▶ **TASK INSTRUCTIONS**
Look below for lines that hold the string "impl" and copy each one.

▶ **RAW DATA**
──────
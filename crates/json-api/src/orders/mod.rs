//! Orders

pub(crate) mod errors;
pub(crate) mod handlers;
pub(crate) mod models;

pub(crate) use handlers::*;
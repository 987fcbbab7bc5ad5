//! Clear Cart Handler

use std::sync::Arc;

use salvo::prelude::*;

use crate::{extensions::*, observability::record_cart_mutation, state::State};

/// Clear Cart Handler
///
/// Empties the cart by expiring its cookie.
#[endpoint(
    tags("cart"),
    summary = "Clear Cart",
    responses(
        (status_code = StatusCode::NO_CONTENT, description = "Cart cleared"),
        (status_code = StatusCode::INTERNAL_SERVER_ERROR, description = "Internal Server Error"),
    ),
)]
#[tracing::instrument(name = "cart.clear", skip(depot, res), err)]
pub(crate) async fn handler(
    depot: &mut Depot,
    res: &mut Response,
) -> Result<StatusCode, StatusError> {
    let state = depot.obtain_or_500::<Arc<State>>()?;

    state.cart_cookie.clear(res);
    record_cart_mutation("clear");

    Ok(StatusCode::NO_CONTENT)
}

#[cfg(test)]
mod tests {
    use salvo::{http::cookie::time::Duration, test::TestClient};
    use testresult::TestResult;

    use crate::test_helpers::{TestApp, cart_with, catalog_product, with_cart};

    use super::*;

    #[tokio::test]
    async fn test_clear_expires_cookie() -> TestResult {
        let cart = cart_with(&[(&catalog_product("Keyboard", 10), 1)])?;

        let res = with_cart(TestClient::delete("http://example.com/cart"), &cart)
            .send(&TestApp::new().service(Router::with_path("cart").delete(handler)))
            .await;

        let cookie = res.cookie("cart_items");

        assert_eq!(res.status_code, Some(StatusCode::NO_CONTENT));
        assert_eq!(cookie.map(|cookie| cookie.value()), Some(""));
        assert_eq!(
            cookie.and_then(|cookie| cookie.max_age()),
            Some(Duration::ZERO)
        );

        Ok(())
    }
}
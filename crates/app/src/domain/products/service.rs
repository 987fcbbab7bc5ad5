//! Products service.

use async_trait::async_trait;
use mockall::automock;
use storefront::products::{CatalogProduct, PriceTable};

use crate::{
    database::Db,
    domain::products::{
        errors::ProductsServiceError,
        models::{NewProduct, Product, ProductUuid},
        repository::PgProductsRepository,
    },
};

#[derive(Debug, Clone)]
pub struct PgProductsService {
    db: Db,
    repository: PgProductsRepository,
}

impl PgProductsService {
    #[must_use]
    pub fn new(db: Db) -> Self {
        Self {
            db,
            repository: PgProductsRepository::new(),
        }
    }
}

#[async_trait]
impl ProductsService for PgProductsService {
    async fn list_products(&self) -> Result<Vec<Product>, ProductsServiceError> {
        let mut tx = self.db.begin().await?;

        let products = self.repository.list_products(&mut tx).await?;

        tx.commit().await?;

        Ok(products)
    }

    async fn get_product(&self, product: ProductUuid) -> Result<Product, ProductsServiceError> {
        let mut tx = self.db.begin().await?;

        let product = self.repository.get_product(&mut tx, product).await?;

        tx.commit().await?;

        Ok(product)
    }

    async fn find_catalog_product(
        &self,
        product: ProductUuid,
    ) -> Result<Option<CatalogProduct>, ProductsServiceError> {
        let mut tx = self.db.begin().await?;

        let found = self.repository.find_product(&mut tx, product).await?;

        tx.commit().await?;

        Ok(found.as_ref().map(Product::to_catalog))
    }

    async fn find_prices(
        &self,
        products: Vec<ProductUuid>,
    ) -> Result<PriceTable, ProductsServiceError> {
        if products.is_empty() {
            return Ok(PriceTable::default());
        }

        let mut tx = self.db.begin().await?;

        let prices = self.repository.find_prices(&mut tx, &products).await?;

        tx.commit().await?;

        Ok(prices)
    }

    async fn create_product(&self, product: NewProduct) -> Result<Product, ProductsServiceError> {
        let mut tx = self.db.begin().await?;

        let created = self.repository.create_product(&mut tx, &product).await?;

        tx.commit().await?;

        Ok(created)
    }
}

#[automock]
#[async_trait]
pub trait ProductsService: Send + Sync {
    /// Retrieves all active products.
    async fn list_products(&self) -> Result<Vec<Product>, ProductsServiceError>;

    /// Retrieve a single active product.
    async fn get_product(&self, product: ProductUuid) -> Result<Product, ProductsServiceError>;

    /// Look up the cart snapshot of an active product. Inactive and unknown
    /// products are both `None`, so the cart ignores them.
    async fn find_catalog_product(
        &self,
        product: ProductUuid,
    ) -> Result<Option<CatalogProduct>, ProductsServiceError>;

    /// Current prices for the given products. Unknown products are absent from the table.
    async fn find_prices(
        &self,
        products: Vec<ProductUuid>,
    ) -> Result<PriceTable, ProductsServiceError>;

    /// Creates a new product.
    async fn create_product(&self, product: NewProduct) -> Result<Product, ProductsServiceError>;
}
//! Server configuration module

use clap::Parser;

use crate::config::{
    cart::CartCookieConfig,
    db::DatabaseConfig,
    observability::ObservabilityConfig,
    server::ServerRuntimeConfig,
    store::StoreConfig,
};

pub(crate) mod cart;
pub(crate) mod db;
pub(crate) mod observability;
pub(crate) mod server;
pub(crate) mod store;

pub(crate) use observability::{LogFormat, LoggingConfig};

/// Storefront JSON API Server configuration
#[derive(Debug, Parser)]
#[command(name = "storefront-json", about = "Storefront JSON API Server", long_about = None)]
pub struct ServerConfig {
    /// Server network settings.
    #[command(flatten)]
    pub server: ServerRuntimeConfig,

    /// Logging output settings.
    #[command(flatten)]
    pub logging: LoggingConfig,

    /// Request observability settings.
    #[command(flatten)]
    pub observability: ObservabilityConfig,

    /// Application database settings.
    #[command(flatten)]
    pub database: DatabaseConfig,

    /// Cart cookie settings.
    #[command(flatten)]
    pub cart: CartCookieConfig,

    /// Store-wide settings.
    #[command(flatten)]
    pub store: StoreConfig,
}

impl ServerConfig {
    /// Load configuration from environment and CLI arguments
    ///
    /// # Errors
    ///
    /// Returns an error if configuration cannot be parsed
    pub fn load() -> Result<Self, clap::Error> {
        // Load .env file if present (ignore if missing)
        _ = dotenvy::dotenv();

        Self::try_parse()
    }

    /// Get the socket address for binding
    #[must_use]
    pub fn socket_addr(&self) -> String {
        self.server.socket_addr()
    }
}

#[cfg(test)]
mod tests {
    use storefront::currency::StoreCurrency;
    use testresult::TestResult;

    use super::*;

    #[test]
    fn defaults_apply_when_only_database_url_is_given() -> TestResult {
        let config = ServerConfig::try_parse_from([
            "storefront-json",
            "--database-url",
            "postgres://localhost/storefront",
        ])?;

        assert_eq!(config.socket_addr(), "0.0.0.0:8698");
        assert_eq!(config.cart.name, "cart_items");
        assert_eq!(config.cart.max_age_days, 30);
        assert!(!config.cart.secure, "cookie should not be secure by default");
        assert_eq!(config.store.store_currency, StoreCurrency::Idr);
        assert_eq!(config.observability.slow_request_threshold_ms, 1_000);
        assert_eq!(config.database.database_max_connections, 10);
        assert_eq!(config.server.shutdown_grace().as_secs(), 10);
        assert_eq!(config.logging.log_format, LogFormat::Compact);

        Ok(())
    }

    #[test]
    fn unsupported_currency_is_rejected() {
        let result = ServerConfig::try_parse_from([
            "storefront-json",
            "--database-url",
            "postgres://localhost/storefront",
            "--store-currency",
            "gbp",
        ]);

        assert!(result.is_err(), "expected gbp to be rejected");
    }
}
//! Process-global observability runtime settings.

use std::sync::atomic::{AtomicU64, Ordering};

use crate::config::ServerConfig;

const DEFAULT_SLOW_REQUEST_THRESHOLD_MS: u64 = 1_000;

static SLOW_REQUEST_THRESHOLD_MS: AtomicU64 = AtomicU64::new(DEFAULT_SLOW_REQUEST_THRESHOLD_MS);

pub(super) fn apply_runtime_config(config: &ServerConfig) {
    SLOW_REQUEST_THRESHOLD_MS.store(
        config.observability.slow_request_threshold_ms,
        Ordering::Relaxed,
    );
}

pub(super) fn slow_request_threshold_ms() -> u64 {
    SLOW_REQUEST_THRESHOLD_MS.load(Ordering::Relaxed)
}
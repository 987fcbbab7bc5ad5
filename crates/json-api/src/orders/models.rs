//! Order Responses

use salvo::oapi::ToSchema;
use serde::{Deserialize, Serialize};
use storefront::orders::ShippingAddress;
use uuid::Uuid;

use storefront_app::domain::orders::models::{Order, OrderItem, OrderSummary};

#[derive(Debug, Serialize, Deserialize, ToSchema)]
pub(crate) struct AddressResponse {
    pub first_name: String,
    pub last_name: String,
    pub full_name: String,
    pub phone: String,
    pub street_address: String,
    pub city: String,
    pub state: String,
    pub zip_code: String,
}

impl From<ShippingAddress> for AddressResponse {
    fn from(address: ShippingAddress) -> Self {
        AddressResponse {
            full_name: address.full_name(),
            first_name: address.first_name,
            last_name: address.last_name,
            phone: address.phone,
            street_address: address.street_address,
            city: address.city,
            state: address.state,
            zip_code: address.zip_code,
        }
    }
}

#[derive(Debug, Serialize, Deserialize, ToSchema)]
pub(crate) struct OrderItemResponse {
    pub uuid: Uuid,
    pub product_uuid: Uuid,
    pub quantity: u32,

    /// Price per unit at purchase time
    pub unit_amount: String,

    pub total_amount: String,
}

impl From<OrderItem> for OrderItemResponse {
    fn from(item: OrderItem) -> Self {
        OrderItemResponse {
            uuid: item.uuid.into(),
            product_uuid: item.product.into(),
            quantity: item.quantity,
            unit_amount: item.unit_amount.to_string(),
            total_amount: item.total_amount.to_string(),
        }
    }
}

/// A stored order with its address and items.
#[derive(Debug, Serialize, Deserialize, ToSchema)]
pub(crate) struct OrderResponse {
    /// The unique identifier of the order
    pub uuid: Uuid,

    /// The customer who placed the order
    pub customer_uuid: Uuid,

    /// Fulfilment status: `new`, `processing`, `shipped`, `delivered` or `canceled`
    pub status: String,

    /// Payment status: `pending`, `paid` or `failed`
    pub payment_status: String,

    /// Payment method: `stripe` or `cod`
    pub payment_method: String,

    pub shipping_method: String,
    pub shipping_amount: String,

    /// ISO currency code, lowercase
    pub currency: String,

    /// Sum of all item totals
    pub grand_total: String,

    /// Grand total formatted in the order currency
    pub formatted_grand_total: String,

    pub notes: Option<String>,
    pub address: AddressResponse,
    pub items: Vec<OrderItemResponse>,

    /// The date and time the order was placed
    pub created_at: String,

    /// The date and time the order was last updated
    pub updated_at: String,
}

impl From<Order> for OrderResponse {
    fn from(order: Order) -> Self {
        OrderResponse {
            uuid: order.uuid.into(),
            customer_uuid: order.customer.into(),
            status: order.status.to_string(),
            payment_status: order.payment_status.to_string(),
            payment_method: order.payment_method.to_string(),
            shipping_method: order.shipping_method.to_string(),
            shipping_amount: order.shipping_amount.to_string(),
            currency: order.currency.to_string(),
            grand_total: order.grand_total.to_string(),
            formatted_grand_total: order.currency.format(order.grand_total),
            notes: order.notes,
            address: order.address.into(),
            items: order.items.into_iter().map(Into::into).collect(),
            created_at: order.created_at.to_string(),
            updated_at: order.updated_at.to_string(),
        }
    }
}

/// An order in a customer's order history.
#[derive(Debug, Serialize, Deserialize, ToSchema)]
pub(crate) struct OrderSummaryResponse {
    pub uuid: Uuid,
    pub status: String,
    pub payment_status: String,
    pub payment_method: String,
    pub currency: String,
    pub grand_total: String,
    pub formatted_grand_total: String,
    pub created_at: String,
}

impl From<OrderSummary> for OrderSummaryResponse {
    fn from(order: OrderSummary) -> Self {
        OrderSummaryResponse {
            uuid: order.uuid.into(),
            status: order.status.to_string(),
            payment_status: order.payment_status.to_string(),
            payment_method: order.payment_method.to_string(),
            currency: order.currency.to_string(),
            grand_total: order.grand_total.to_string(),
            formatted_grand_total: order.currency.format(order.grand_total),
            created_at: order.created_at.to_string(),
        }
    }
}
──────
▶ **SOLUTION FOR THIS EXERCISE**
impl PgProductsService {
impl ProductsService for PgProductsService {
impl ServerConfig {
impl From<ShippingAddress> for AddressResponse {
impl From<OrderItem> for OrderItemResponse {
impl From<Order> for OrderResponse {
impl From<OrderSummary> for OrderSummaryResponse {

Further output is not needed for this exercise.